Observation data (J2000 epoch)
- Constellation: Boötes
- Right ascension: 14h 22m 32s
- Declination: +13° 41' 01"
- Redshift: 0.0256
- Heliocentric radial velocity: 7,541 ± 27 (NGC 5591 NED 1) 7,642 ± 27 (NGC 5591 NED 2)
- Distance: 540 Million Light years
- Apparent magnitude (V): 14.5

Characteristics
- Type: Interacting galaxy
- Size: ~150,000 ly
- Apparent size (V): 1.3′ × 0.6′

Other designations
- UGC 9207, MCG +02-37-005, PGC 51368

= NGC 5591 =

Interacting peculiar spiral galaxy in the constellation Boötes

NGC 5591 is a peculiar spiral galaxy, or more precisely an interacting galaxy pair, located in the constellation of Boötes, located around 540 million light years away.

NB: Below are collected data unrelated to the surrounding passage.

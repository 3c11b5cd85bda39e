//! Ordering of the steps a build definition asks for.

use std::fmt;

use crate::error::{Error, ErrorKind, Result};

/// Coarse stage of an image build. A step may only wait on steps of the
/// same or an earlier phase.
#[derive(Debug, Clone, Copy, PartialEq, Eq, PartialOrd, Ord, Hash)]
pub enum Phase {
    Init,
    Fetch,
    Bootstrap,
}

impl Phase {
    pub fn as_str(self) -> &'static str {
        match self {
            Phase::Init => "init",
            Phase::Fetch => "fetch",
            Phase::Bootstrap => "bootstrap",
        }
    }
}

impl fmt::Display for Phase {
    fn fmt(&self, f: &mut fmt::Formatter<'_>) -> fmt::Result {
        f.pad(self.as_str())
    }
}

#[derive(Debug, Clone)]
pub struct Task {
    pub id: String,
    pub label: String,
    pub module: String,
    pub phase: Phase,
    /// Ids of steps that must finish first.
    pub after: Vec<String>,
}

/// Steps in the order modules added them.
#[derive(Debug, Default)]
pub struct Plan {
    tasks: Vec<Task>,
}

#[derive(Clone, Copy, PartialEq)]
enum Mark {
    Unvisited,
    Visiting,
    Done,
}

fn plan_err(msg: String) -> Error {
    Error::new(ErrorKind::Config, msg)
}

impl Plan {
    pub fn add(&mut self, task: Task) -> Result<()> {
        if self.get(&task.id).is_some() {
            return Err(plan_err(format!("step '{}' is planned twice", task.id)));
        }
        self.tasks.push(task);
        Ok(())
    }

    pub fn get(&self, id: &str) -> Option<&Task> {
        self.tasks.iter().find(|t| t.id == id)
    }

    pub fn tasks(&self) -> impl Iterator<Item = &Task> {
        self.tasks.iter()
    }

    fn index_of(&self, id: &str) -> Option<usize> {
        self.tasks.iter().position(|t| t.id == id)
    }

    /// Execution order: earlier phases first, insertion order within a phase,
    /// moved later only as far as `after` requires.
    pub fn ordered(&self) -> Result<Vec<&Task>> {
        let mut deps: Vec<Vec<usize>> = Vec::with_capacity(self.tasks.len());
        for task in &self.tasks {
            let mut edges = Vec::with_capacity(task.after.len());
            for dep in &task.after {
                let Some(i) = self.index_of(dep) else {
                    return Err(plan_err(format!(
                        "step '{}' waits on unknown step '{dep}'",
                        task.id
                    )));
                };
                let before = &self.tasks[i];
                if before.phase > task.phase {
                    return Err(plan_err(format!(
                        "step '{}' ({}) cannot wait on '{}' from the later {} phase",
                        task.id, task.phase, before.id, before.phase
                    )));
                }
                edges.push(i);
            }
            deps.push(edges);
        }

        let mut roots: Vec<usize> = (0..self.tasks.len()).collect();
        roots.sort_by_key(|&i| self.tasks[i].phase);

        let mut marks = vec![Mark::Unvisited; self.tasks.len()];
        let mut out = Vec::with_capacity(self.tasks.len());
        let mut path = Vec::new();
        for root in roots {
            self.visit(root, &deps, &mut marks, &mut path, &mut out)?;
        }
        Ok(out.into_iter().map(|i| &self.tasks[i]).collect())
    }

    fn visit(
        &self,
        i: usize,
        deps: &[Vec<usize>],
        marks: &mut [Mark],
        path: &mut Vec<usize>,
        out: &mut Vec<usize>,
    ) -> Result<()> {
        match marks[i] {
            Mark::Done => return Ok(()),
            Mark::Visiting => {
                let start = path.iter().position(|&p| p == i).unwrap_or(0);
                let cycle: Vec<&str> = path[start..]
                    .iter()
                    .chain(std::iter::once(&i))
                    .map(|&p| self.tasks[p].id.as_str())
                    .collect();
                return Err(plan_err(format!("step cycle: {}", cycle.join(" -> "))));
            }
            Mark::Unvisited => {}
        }
        marks[i] = Mark::Visiting;
        path.push(i);
        for &d in &deps[i] {
            self.visit(d, deps, marks, path, out)?;
        }
        path.pop();
        marks[i] = Mark::Done;
        out.push(i);
        Ok(())
    }
}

It was discovered by the American astronomer Lewis Swift in 1886. Its velocity relative to the cosmic microwave background is 7902±18 km/s, corresponding to a Hubble distance of 116.6±8.2 Mpc.

==Observations==
In fact, this system is a pair of galaxies in gravitational interaction consisting of NGC 5591 and PGC 93125. However, Swift’s description (very faint, small, and round) suggests that he observed only NGC 5591. At a distance of 116.27±8.14 Mpc, PGC 93125 is therefore considered a companion galaxy rather than an object in the NGC catalogue.

NGC 5591 exhibits a broad H I line. According to the SIMBAD database, NGC 5591 is classified as a radio galaxy. NGC 5591 is a galaxy whose nucleus shines in the ultraviolet region of the spectrum. It is listed in the Markarian Catalogue under the designation Mrk 809 (MK 809).